Now at last he was out, his savings invested in the Jaguar, fleeing Europe and his memories of the prison for the empty highways of North Africa. He didn’t want any more trouble.
‘I’d like to help,’ he told the girl. ‘But the risks are too high. All your friend can do is try to come to terms with herself.’
The girl chewed her lip fretfully. ‘I don’t think she can. Thanks, anyway, doctor.’
For three hours they sat back silently in the speeding car, until the lights of Tobruk came up ahead, the long curve of the harbour.
‘It’s 2 A.M.,’ Gregory said. ‘There’s a motel here. I’ll pick you up in the morning.’
After they had gone to their rooms he sneaked back to the registry, booked himself into a new chalet. He fell asleep as Carole Sturgeon wandered forlornly up and down the verandas, whispering out his name.
After breakfast he came back from the sea, found a big United World cruiser in the court, orderlies carrying a stretcher out to an ambulance.
A tall Libyan police colonel was leaning against the Jaguar, drumming his leather baton on the windscreen.
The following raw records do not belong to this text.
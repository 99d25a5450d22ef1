//! OAuth 2.0 configuration

use confique::Config;
use std::time::Duration;

/// OAuth 2.0 configuration
#[derive(Debug, Config, Clone)]
pub struct OAuthConfig {
    /// Access token lifetime in seconds (default: 3600 = 1 hour)
    #[config(env = "AUTH_OAUTH_ACCESS_TOKEN_TTL", default = 3600)]
    pub access_token_ttl: u64,

    /// Authorization code lifetime in seconds (default: 600 = 10 minutes)
    #[config(env = "AUTH_OAUTH_CODE_TTL", default = 600)]
    pub code_ttl: u64,
}

impl OAuthConfig {
    pub fn code_lifetime(&self) -> Duration {
        Duration::from_secs(self.code_ttl)
    }
}
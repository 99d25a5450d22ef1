//! Front channel of the authorization-code flow.
//!
//! `GET` validates the request and either asks for consent (by returning the
//! consent context) or, for trusted clients, authorizes straight away. `POST`
//! records the user's consent. Both require a logged-in user and send
//! anonymous visitors to the login page with a `next` parameter pointing back
//! here.

use super::extract::{RequestUrl, SessionUser};
use crate::errors::ApiError;
use crate::models::{default_scopes, User};
use crate::openapi::OAUTH_TAG;
use crate::services::{ProtocolError, ServiceError};
use crate::state::AppState;
use axum::extract::State;
use axum::response::{IntoResponse, Response};
use axum::Json;
use http::header::LOCATION;
use http::StatusCode;
use log::{debug, error, info};
use serde::{Deserialize, Serialize};
use thiserror::Error;
use url::Url;
use utoipa::ToSchema;

/// What the consent page needs to render
#[derive(Debug, Clone, PartialEq, Serialize, Deserialize, ToSchema)]
pub struct ConsentContext {
    pub client_id: String,
    pub client_name: String,
    pub response_type: String,
    pub state: Option<String>,
    /// Username of the logged-in user
    pub username: String,
}

#[derive(Debug, Clone, PartialEq)]
pub enum AuthorizeOutcome {
    /// Ask the user to confirm
    Consent(ConsentContext),
    /// Send the user agent back to the client
    Redirect(String),
}

impl IntoResponse for AuthorizeOutcome {
    fn into_response(self) -> Response {
        match self {
            Self::Consent(context) => (StatusCode::OK, Json(context)).into_response(),
            Self::Redirect(location) => found(location),
        }
    }
}

#[derive(Debug, Error)]
pub enum AuthorizeError {
    #[error(transparent)]
    Protocol(#[from] ProtocolError),
    #[error("Login required, redirecting to {location}")]
    LoginRequired { location: String },
    #[error(transparent)]
    Service(#[from] ServiceError),
    #[error("Authorization response has no Location header")]
    MissingLocation,
}

impl IntoResponse for AuthorizeError {
    fn into_response(self) -> Response {
        match self {
            Self::Protocol(err) => err.into_response(),
            Self::LoginRequired { location } => found(location),
            Self::Service(err) => ApiError::from(err).into_response(),
            Self::MissingLocation => {
                error!("Authorization response has no Location header");
                ApiError::internal("Authorization failed").into_response()
            }
        }
    }
}

fn found(location: String) -> Response {
    (StatusCode::FOUND, [(LOCATION, location)]).into_response()
}

/// Authorization endpoint logic, independent of the HTTP plumbing
pub(crate) struct AuthorizeController<'a> {
    state: &'a AppState,
    url: &'a Url,
    userid: Option<&'a str>,
}

impl<'a> AuthorizeController<'a> {
    pub fn new(state: &'a AppState, url: &'a Url, userid: Option<&'a str>) -> Self {
        Self { state, url, userid }
    }

    /// Present the authorization request for consent
    pub async fn get(&self) -> Result<AuthorizeOutcome, AuthorizeError> {
        let (_, credentials) = self
            .state
            .oauth
            .validate_authorization_request(self.url)
            .await?;

        let user = self.require_user().await?;

        let client = self
            .state
            .clients
            .fetch(&credentials.client_id)
            .await?
            .ok_or_else(|| {
                ProtocolError::InvalidClient("Invalid client_id parameter value.".to_string())
            })?;

        if client.trusted {
            debug!("Client '{}' is trusted, skipping consent", client.id);
            return self.authorize(&user).await;
        }

        Ok(AuthorizeOutcome::Consent(ConsentContext {
            client_id: client.id,
            client_name: client.name,
            response_type: credentials.response_type.to_string(),
            state: credentials.state,
            username: user.username,
        }))
    }

    /// Confirm the authorization request
    pub async fn post(&self) -> Result<AuthorizeOutcome, AuthorizeError> {
        let user = self.require_user().await?;
        self.authorize(&user).await
    }

    async fn authorize(&self, user: &User) -> Result<AuthorizeOutcome, AuthorizeError> {
        // Requested scopes are ignored, every grant gets the default set
        let response = self
            .state
            .oauth
            .create_authorization_response(self.url, user, &default_scopes())
            .await?;

        let location = response
            .header(LOCATION.as_str())
            .ok_or(AuthorizeError::MissingLocation)?;

        info!("User '{}' authorized an OAuth client", user.userid);
        Ok(AuthorizeOutcome::Redirect(location.to_string()))
    }

    async fn require_user(&self) -> Result<User, AuthorizeError> {
        let user = match self.userid {
            Some(userid) => self.state.users.fetch(userid).await?,
            None => None,
        };

        user.ok_or_else(|| {
            debug!("No logged-in user, redirecting to login");
            AuthorizeError::LoginRequired {
                location: self.login_location(),
            }
        })
    }

    fn login_location(&self) -> String {
        format!(
            "{}?next={}",
            self.state.login_url,
            urlencoding::encode(self.url.as_str())
        )
    }
}

#[utoipa::path(
    get,
    path = "/oauth/authorize",
    tag = OAUTH_TAG,
    params(
        ("client_id" = String, Query, description = "Client identifier"),
        ("response_type" = String, Query, description = "Must be 'code'"),
        ("redirect_uri" = Option<String>, Query, description = "Must match the registered redirect URI"),
        ("state" = Option<String>, Query, description = "Opaque value echoed back to the client"),
    ),
    responses(
        (status = 200, description = "Consent required", body = ConsentContext),
        (status = 302, description = "Redirect to the login page, or to the client for trusted clients"),
        (status = 400, description = "Invalid authorization request"),
    )
)]
pub(crate) async fn authorize_get_handler(
    State(state): State<AppState>,
    RequestUrl(url): RequestUrl,
    SessionUser(userid): SessionUser,
) -> Result<AuthorizeOutcome, AuthorizeError> {
    AuthorizeController::new(&state, &url, userid.as_deref())
        .get()
        .await
}

#[utoipa::path(
    post,
    path = "/oauth/authorize",
    tag = OAUTH_TAG,
    params(
        ("client_id" = String, Query, description = "Client identifier"),
        ("response_type" = String, Query, description = "Must be 'code'"),
        ("state" = Option<String>, Query, description = "Opaque value echoed back to the client"),
    ),
    responses(
        (status = 302, description = "Redirect to the client with an authorization code"),
        (status = 400, description = "Invalid authorization request"),
    )
)]
pub(crate) async fn authorize_post_handler(
    State(state): State<AppState>,
    RequestUrl(url): RequestUrl,
    SessionUser(userid): SessionUser,
) -> Result<AuthorizeOutcome, AuthorizeError> {
    AuthorizeController::new(&state, &url, userid.as_deref())
        .post()
        .await
}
‘Ah, Dr Gregory. Good morning.’ He pointed his baton at the ambulance. ‘A profound tragedy, such a beautiful American girl.’
Gregory rooted his feet in the grey sand, with an effort restrained himself from running over to the ambulance and pulling back the sheet. Fortunately the colonel’s uniform and thousands of morning and evening cell inspections kept him safely to attention.
‘I’m Gregory, yes.’ The dust thickened in his throat. ‘Is she dead?’
The colonel stroked his neck with the baton. ‘Ear to ear. She must have found an old razor blade in the bathroom. About 3 o’clock this morning.’ He headed towards Gregory’s chalet, gesturing with the baton. Gregory followed him into the half light, stood tentatively by the bed.
‘I was asleep then. The clerk will vouch for that.’
‘Naturally.’ The colonel gazed down at Gregory’s possessions spread out across the bedcover, idly poked the black medical bag.
‘She asked you for assistance, doctor? With her personal problems?’
‘Not directly. She hinted at it, though. She sounded a little mixed up.’
‘Poor child.’ The colonel lowered his head sympathetically. ‘Her father is a first secretary at the Cairo Embassy, something of an autocrat. You Americans are very stern with your children, doctor. A firm hand, yes, but understanding costs nothing. Don’t you agree? She was frightened of him, escaped from the American Hospital. My task is to provide an explanation for the authorities. If I had an idea of what was really worrying her… no doubt you helped her as best you could?’
Gregory shook his head. ‘I gave her no help at all, colonel. In fact, I refused to discuss her problems altogether.’ He smiled flatly at the colonel. ‘I wouldn’t make the same mistake twice, would I?’
The colonel studied Gregory thoughtfully. ‘Sensible of you, doctor. But you surprise me. Surely the members of your profession regard themselves as a special calling, answerable to a higher authority. Are these ideals so easy to cast off?’
‘I’ve had a lot of practice.’ Gregory began to pack away his things on the bed, bowed to the colonel as he saluted and made his way out into the court.
Half an hour later he was on the Benghasi road, holding the Jaguar at 100, working off his tension and anger in a savage burst of speed. Free for only ten days, already he had got himself involved again, gone through all the agony of having to refuse help to someone desperately needing it, his hands itching to administer relief to the child but held back by the insane penalties. It wasn’t only the lunatic legislation but the people enforcing it who ought to be swept away — Bortman and his fellow oligarchs.
He grimaced at the thought of the cold dead-faced Bortman, addressing the World Senate at Lake Success, arguing for increased penalties for the criminal psychopath. The man had stepped straight out of the 14th-century Inquisition, his bureaucratic puritanism masking two real obsessions: dirt and death. Any sane society would have locked Bortman up for ever, or given him a complete brain-lift. Indirectly Bortman was as responsible for the death of Carole Sturgeon as he would have been had he personally handed the razor blade to her.
After Libya, Tunis. He blazed steadily along the coast road, the sea like a molten mirror on the right, avoiding the big towns where possible. Fortunately they weren’t so bad as the European cities, psychotics loitering like stray dogs in the uptown parks, wise enough not to shop-lift or cause trouble, but a petty nuisance on the caf terraces, knocking on hotel doors at all hours of the night.
At Algiers he spent three days at the Hilton, having a new engine fitted to the car, and hunted up Philip Kalundborg, an old Toronto colleague now working in a WHO children’s hospital.
Over their third carafe of burgundy Gregory told him about Carole Sturgeon.